Since one common obfuscation technique is to implement a VM and then write your protection code in that enviroment, how obfuscated is compiled object code from standard functional programming languages?
well i also took a look at that a.out in the previous post with gdb it seems to be perfectly debuggable in gdb
tim do you have a stripped sstripped elfkicked
sort of reverseme compiled in haskell
i would like to take a look at it and see how tough it is to really find a pasword for name
Nate feel free to cut edit delete beautify the following crap output from session on the a.out
looks like the html markers > and < got stripped in the previous post
the disassembly looks pretty straight forward with symbols and names
like this
0x8087b4c <createThread>:push ebp
0x8087b4d <createThread+1>:push edi
0x8087b4e <createThread+2>:push esi
0x8087b4f <createThread+3>:push ebx
0x8087b50 <createThread+4>:sub esp,0xc
0x8087b53 <createThread+7>:mov eax,DWORD PTR [esp+32]

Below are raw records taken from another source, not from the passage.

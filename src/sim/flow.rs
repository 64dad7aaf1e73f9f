//! Game flow state machine
//!
//! WaitingForTap -> WaitingForBomb -> Playing -> GameOver. A restart never
//! walks back to WaitingForTap; the owner builds a new session instead.

use serde::{Deserialize, Serialize};

use super::camera;
use super::contact::{BoostTier, apply_boost};
use super::events::{Cue, MusicTrack, SimEvent};
use super::machine::MachineState;
use super::motion;
use super::scroll;
use super::state::GameSession;
use super::timer::DeferredAction;

#[derive(Debug, Clone, Copy, PartialEq, Eq, Hash, Serialize, Deserialize)]
pub enum FlowState {
    /// Title screen, "tap to start"
    WaitingForTap,
    /// Bomb fuse burning
    WaitingForBomb,
    /// Active gameplay
    Playing,
    /// Run ended
    GameOver,
}

impl MachineState for FlowState {
    fn can_transition_to(self, next: Self) -> bool {
        use FlowState::*;
        matches!(
            (self, next),
            (WaitingForTap, WaitingForBomb) | (WaitingForBomb, Playing) | (Playing, GameOver)
        )
    }
}

impl FlowState {
    pub const ALL: [FlowState; 4] = [
        FlowState::WaitingForTap,
        FlowState::WaitingForBomb,
        FlowState::Playing,
        FlowState::GameOver,
    ];

    pub fn as_str(&self) -> &'static str {
        match self {
            FlowState::WaitingForTap => "waiting_for_tap",
            FlowState::WaitingForBomb => "waiting_for_bomb",
            FlowState::Playing => "playing",
            FlowState::GameOver => "game_over",
        }
    }
}

/// What a tap did
#[derive(Debug, Clone, Copy, PartialEq, Eq)]
pub enum TapOutcome {
    /// Fuse lit
    BombDropped,
    /// Session over; the owner should start a new one
    Restart,
    /// No effect on the flow
    Ignored,
}

/// Run the WaitingForTap entry for a freshly built session
pub fn enter_initial(session: &mut GameSession) {
    session.push_event(SimEvent::Cue(Cue::ReadyPromptIn));
}

/// Request a transition. Returns false when the table forbids it.
pub fn request(session: &mut GameSession, next: FlowState) -> bool {
    let from = session.flow_state();
    if !session.flow.can_enter(next) {
        return false;
    }

    // Exit actions
    if from == FlowState::WaitingForBomb && next == FlowState::Playing {
        session.push_event(SimEvent::Cue(Cue::BombRemoved));
    }

    session.flow.enter(next);
    log::info!("Flow {} -> {}", from.as_str(), next.as_str());
    session.push_event(SimEvent::FlowChanged { from, to: next });

    match (from, next) {
        (FlowState::WaitingForTap, FlowState::WaitingForBomb) => {
            session.push_event(SimEvent::Cue(Cue::TitleOut));
            session.push_event(SimEvent::Cue(Cue::BombPulse));
        }
        (_, FlowState::Playing) => enter_playing(session),
        (FlowState::Playing, FlowState::GameOver) => enter_game_over(session),
        _ => {}
    }
    true
}

fn enter_playing(session: &mut GameSession) {
    let tuning = session.tuning().clone();
    session.player.dynamic = true;
    apply_boost(&mut session.player, BoostTier::SuperBoost, &tuning);
    session.push_event(SimEvent::Cue(Cue::Music(MusicTrack::Playing)));
}

fn enter_game_over(session: &mut GameSession) {
    session.contacts_enabled = false;
    let pos = session.camera.pos;
    session.push_event(SimEvent::Cue(Cue::DeathSequence));
    session.push_event(SimEvent::Cue(Cue::Explosion { pos }));
    session.push_event(SimEvent::Cue(Cue::Music(MusicTrack::Idle)));
}

/// Handle a tap
pub fn on_tap(session: &mut GameSession) -> TapOutcome {
    match session.flow_state() {
        FlowState::WaitingForTap => {
            request(session, FlowState::WaitingForBomb);
            let fuse = session.tuning().bomb_fuse_secs;
            session.scheduler.schedule(fuse, DeferredAction::StartPlaying);
            TapOutcome::BombDropped
        }
        FlowState::GameOver => TapOutcome::Restart,
        FlowState::WaitingForBomb | FlowState::Playing => TapOutcome::Ignored,
    }
}

/// Per-tick flow work
pub fn update(session: &mut GameSession, tilt: f32, dt: f32) {
    if session.flow_state() != FlowState::Playing {
        return;
    }
    camera::follow_player(session);
    motion::steer(session, tilt);
    camera::raise_lava(session, dt);
    motion::check_lava(session);
    scroll::update_level(session);
    scroll::cull(session);
}

#[cfg(test)]
mod tests {
    use super::*;
    use crate::settings::Settings;
    use crate::sim::motion::MotionState;

    #[test]
    fn test_transition_table() {
        use FlowState::*;
        let valid = [
            (WaitingForTap, WaitingForBomb),
            (WaitingForBomb, Playing),
            (Playing, GameOver),
        ];
        for from in FlowState::ALL {
            for to in FlowState::ALL {
                assert_eq!(from.can_transition_to(to), valid.contains(&(from, to)));
            }
        }
    }

    #[test]
    fn test_nothing_returns_to_waiting_for_tap() {
        for from in FlowState::ALL {
            assert!(!from.can_transition_to(FlowState::WaitingForTap));
        }
    }

    #[test]
    fn test_tap_lights_fuse() {
        let mut s = GameSession::new(Settings::default(), 1);
        s.drain_events();
        assert_eq!(on_tap(&mut s), TapOutcome::BombDropped);
        assert_eq!(s.flow_state(), FlowState::WaitingForBomb);
        assert_eq!(s.scheduler.pending(), 1);
        let events = s.drain_events();
        assert!(events.contains(&SimEvent::Cue(Cue::TitleOut)));
        assert!(events.contains(&SimEvent::Cue(Cue::BombPulse)));

        // Further taps neither advance nor reschedule
        assert_eq!(on_tap(&mut s), TapOutcome::Ignored);
        assert_eq!(s.flow_state(), FlowState::WaitingForBomb);
        assert_eq!(s.scheduler.pending(), 1);
    }

    #[test]
    fn test_playing_entry_launches_player() {
        let mut s = GameSession::new(Settings::default(), 1);
        request(&mut s, FlowState::WaitingForBomb);
        s.drain_events();
        assert!(request(&mut s, FlowState::Playing));
        assert!(s.player.dynamic);
        assert_eq!(s.player.vel.y, 1700.0 * 2.5);
        let events = s.drain_events();
        assert_eq!(events[0], SimEvent::Cue(Cue::BombRemoved));
        assert!(events.contains(&SimEvent::FlowChanged {
            from: FlowState::WaitingForBomb,
            to: FlowState::Playing
        }));
    }

    #[test]
    fn test_cannot_skip_bomb() {
        let mut s = GameSession::new(Settings::default(), 1);
        assert!(!request(&mut s, FlowState::Playing));
        assert!(!request(&mut s, FlowState::GameOver));
        assert_eq!(s.flow_state(), FlowState::WaitingForTap);
    }

    #[test]
    fn test_game_over_entry() {
        let mut s = GameSession::new(Settings::default(), 1);
        request(&mut s, FlowState::WaitingForBomb);
        request(&mut s, FlowState::Playing);
        s.drain_events();
        assert!(request(&mut s, FlowState::GameOver));
        assert!(!s.contacts_enabled);
        let events = s.drain_events();
        assert!(events.contains(&SimEvent::Cue(Cue::DeathSequence)));
        assert!(events.contains(&SimEvent::Cue(Cue::Music(MusicTrack::Idle))));
        assert_eq!(on_tap(&mut s), TapOutcome::Restart);
    }

    #[test]
    fn test_update_idle_outside_playing() {
        let mut s = GameSession::new(Settings::default(), 1);
        let lava = s.lava.y;
        let camera = s.camera.pos;
        update(&mut s, 1.0, 1.0);
        assert_eq!(s.lava.y, lava);
        assert_eq!(s.camera.pos, camera);
        assert_eq!(s.player.vel.x, 0.0);
        assert_eq!(s.motion_state(), MotionState::Idle);
    }
}
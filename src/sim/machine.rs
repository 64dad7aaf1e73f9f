//! Transition-table state machine
//!
//! Both the game-flow and player-motion machines are plain enums that know
//! their own valid successors. [`Machine`] only tracks current/previous and
//! enforces the table; entry and exit behaviour lives with the session code
//! that owns the context.

use serde::{Deserialize, Serialize};

/// A state enum with an explicit transition table
pub trait MachineState: Copy + Eq + std::fmt::Debug {
    /// Whether `next` may follow `self`
    fn can_transition_to(self, next: Self) -> bool;
}

/// Current and previous state of one machine
#[derive(Debug, Clone, Copy, PartialEq, Eq, Serialize, Deserialize)]
pub struct Machine<S> {
    current: S,
    previous: Option<S>,
}

impl<S: MachineState> Machine<S> {
    pub fn new(initial: S) -> Self {
        Self {
            current: initial,
            previous: None,
        }
    }

    pub fn current(&self) -> S {
        self.current
    }

    pub fn previous(&self) -> Option<S> {
        self.previous
    }

    /// Whether a request for `next` would be accepted
    pub fn can_enter(&self, next: S) -> bool {
        self.current.can_transition_to(next)
    }

    /// Move to `next` if the table allows it. Returns the state that was left.
    pub fn enter(&mut self, next: S) -> Option<S> {
        if !self.can_enter(next) {
            return None;
        }
        let from = self.current;
        self.previous = Some(from);
        self.current = next;
        Some(from)
    }
}
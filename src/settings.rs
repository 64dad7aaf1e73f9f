//! Game settings and balance
//!
//! Loaded from a JSON file by the front end. Every field has a default, so a
//! partial file only overrides what it names.

use std::path::Path;

use serde::{Deserialize, Serialize};

use crate::consts::*;
use crate::error::ConfigError;

/// Gameplay balance knobs
#[derive(Debug, Clone, PartialEq, Serialize, Deserialize)]
#[serde(default)]
pub struct Tuning {
    /// Lives at session start
    pub start_lives: u8,
    /// Boost gain applied to every velocity tier
    pub boost_gain: f32,
    pub jump_velocity: f32,
    pub boost_velocity: f32,
    pub super_boost_velocity: f32,

    // === Lava ===
    pub lava_speed: f32,
    pub lava_floor_offset: f32,
    pub lava_damage_band: f32,
    pub lava_trigger_band: f32,

    // === Camera ===
    pub camera_lerp: f32,
    pub camera_lead: f32,

    // === Timers ===
    pub bomb_fuse_secs: f64,
    pub smoke_trail_secs: f64,

    // === Player ===
    pub exhaust_birth_rate: f32,
    pub steer_anim_threshold: f32,
    pub steer_gain: f32,

    // === Level ===
    pub generation_lookahead: f32,
    pub cull_fraction: f32,
    /// Percent of placements that are platforms (rest are coins)
    pub platform_percent: u32,
    /// Percent of platforms that are normal (rest breakable)
    pub normal_platform_percent: u32,
    /// Percent of coins that are normal (rest special)
    pub normal_coin_percent: u32,
}

impl Default for Tuning {
    fn default() -> Self {
        Self {
            start_lives: START_LIVES,
            boost_gain: BOOST_GAIN,
            jump_velocity: JUMP_VELOCITY,
            boost_velocity: BOOST_VELOCITY,
            super_boost_velocity: SUPER_BOOST_VELOCITY,

            lava_speed: LAVA_SPEED,
            lava_floor_offset: LAVA_FLOOR_OFFSET,
            lava_damage_band: LAVA_DAMAGE_BAND,
            lava_trigger_band: LAVA_TRIGGER_BAND,

            camera_lerp: CAMERA_LERP,
            camera_lead: CAMERA_LEAD,

            bomb_fuse_secs: BOMB_FUSE_SECS,
            smoke_trail_secs: SMOKE_TRAIL_SECS,

            exhaust_birth_rate: EXHAUST_BIRTH_RATE,
            steer_anim_threshold: STEER_ANIM_THRESHOLD,
            steer_gain: STEER_GAIN,

            generation_lookahead: GENERATION_LOOKAHEAD,
            cull_fraction: CULL_FRACTION,
            platform_percent: PLATFORM_PERCENT,
            normal_platform_percent: NORMAL_PLATFORM_PERCENT,
            normal_coin_percent: NORMAL_COIN_PERCENT,
        }
    }
}

/// Front-end settings plus balance
#[derive(Debug, Clone, PartialEq, Serialize, Deserialize)]
#[serde(default)]
pub struct Settings {
    /// Visible area in scene units
    pub viewport_width: f32,
    pub viewport_height: f32,

    /// Player sprite size (drives wrap margin and the starting platform)
    pub player_width: f32,
    pub player_height: f32,

    /// Height of one background tile; `None` uses the viewport height
    pub background_tile_height: Option<f32>,

    /// Fixed seed for the first session; `None` picks one from entropy
    pub seed: Option<u64>,

    /// Accelerometer update interval the front end should request
    pub sensor_interval_secs: f64,

    pub tuning: Tuning,
}

impl Default for Settings {
    fn default() -> Self {
        Self {
            viewport_width: VIEWPORT_WIDTH,
            viewport_height: VIEWPORT_HEIGHT,
            player_width: PLAYER_WIDTH,
            player_height: PLAYER_HEIGHT,
            background_tile_height: None,
            seed: None,
            sensor_interval_secs: SENSOR_INTERVAL_SECS,
            tuning: Tuning::default(),
        }
    }
}

impl Settings {
    /// Effective background tile height
    pub fn tile_height(&self) -> f32 {
        self.background_tile_height.unwrap_or(self.viewport_height)
    }

    /// Parse and validate settings from JSON
    pub fn from_json(json: &str) -> Result<Self, ConfigError> {
        let settings: Settings = serde_json::from_str(json)?;
        settings.validate()?;
        Ok(settings)
    }

    /// Read, parse and validate a settings file
    pub fn from_path(path: impl AsRef<Path>) -> Result<Self, ConfigError> {
        let path = path.as_ref();
        let json = std::fs::read_to_string(path).map_err(|source| ConfigError::Io {
            path: path.to_path_buf(),
            source,
        })?;
        Self::from_json(&json)
    }

    /// Load settings, falling back to defaults on any error
    pub fn load(path: impl AsRef<Path>) -> Self {
        match Self::from_path(path.as_ref()) {
            Ok(settings) => {
                log::info!("Loaded settings from {}", path.as_ref().display());
                settings
            }
            Err(err) => {
                log::warn!("{err}; using default settings");
                Self::default()
            }
        }
    }

    /// Serialize to pretty JSON
    pub fn to_json(&self) -> Result<String, ConfigError> {
        Ok(serde_json::to_string_pretty(self)?)
    }

    /// Reject values the simulation cannot run with
    pub fn validate(&self) -> Result<(), ConfigError> {
        if !(self.viewport_width > 0.0) {
            return Err(invalid("viewport_width", "must be positive"));
        }
        if !(self.viewport_height > 0.0) {
            return Err(invalid("viewport_height", "must be positive"));
        }
        if !(self.player_width > 0.0) || !(self.player_height > 0.0) {
            return Err(invalid("player_width", "player size must be positive"));
        }
        if !(self.tile_height() > 0.0) {
            return Err(invalid("background_tile_height", "must be positive"));
        }

        let t = &self.tuning;
        if t.start_lives == 0 {
            return Err(invalid("tuning.start_lives", "must be at least 1"));
        }
        if !(t.boost_gain > 0.0) {
            return Err(invalid("tuning.boost_gain", "must be positive"));
        }
        if !(0.0..=1.0).contains(&t.camera_lerp) {
            return Err(invalid("tuning.camera_lerp", "must be within 0..=1"));
        }
        if t.bomb_fuse_secs < 0.0 || t.smoke_trail_secs < 0.0 {
            return Err(invalid("tuning.bomb_fuse_secs", "timers cannot be negative"));
        }
        for (field, pct) in [
            ("tuning.platform_percent", t.platform_percent),
            ("tuning.normal_platform_percent", t.normal_platform_percent),
            ("tuning.normal_coin_percent", t.normal_coin_percent),
        ] {
            if pct > 100 {
                return Err(invalid(field, "percent must be within 0..=100"));
            }
        }
        Ok(())
    }
}

fn invalid(field: &'static str, reason: &'static str) -> ConfigError {
    ConfigError::Invalid { field, reason }
}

“it seems to be perfectly debuggable in gdb”
Yes, there are no anti-debugging tricks in the code. That’s not the point.
“the disassembly looks pretty straight forward with symbols and names”
The createThread function is part of the runtime, not one of the functions from the source (also listed on the same page). The assembly does look somewhat “normal” but recovering the semantics from the assembly is not straightforward. At the very least, it does not look like code you’d get from an imperative language.
re: “peano arithmetic” from the old thread that kicked off this new blog thread — Here’s some short python fun I was goofing around with last week:
http://www.thenewsh.com/~newsham/lambda.py
and here’s a cool paper that inspired me to goof with such things:
Click to access 03-JansenKoopmanPlasmeijer-EfficientInterpretation.pdf
“how obfuscated is compiled object code from standard functional programming languages?”
About as obfuscated as using -static on a large C/C++ program IMO. The objdump output looks a bit ‘ugly’, and its bloated as hell, but its certainly follow-able given enough time to recreate all the underlying functions.
Its pretty easy to whip through the disassembly of a small C/C++ program to recover its semantics.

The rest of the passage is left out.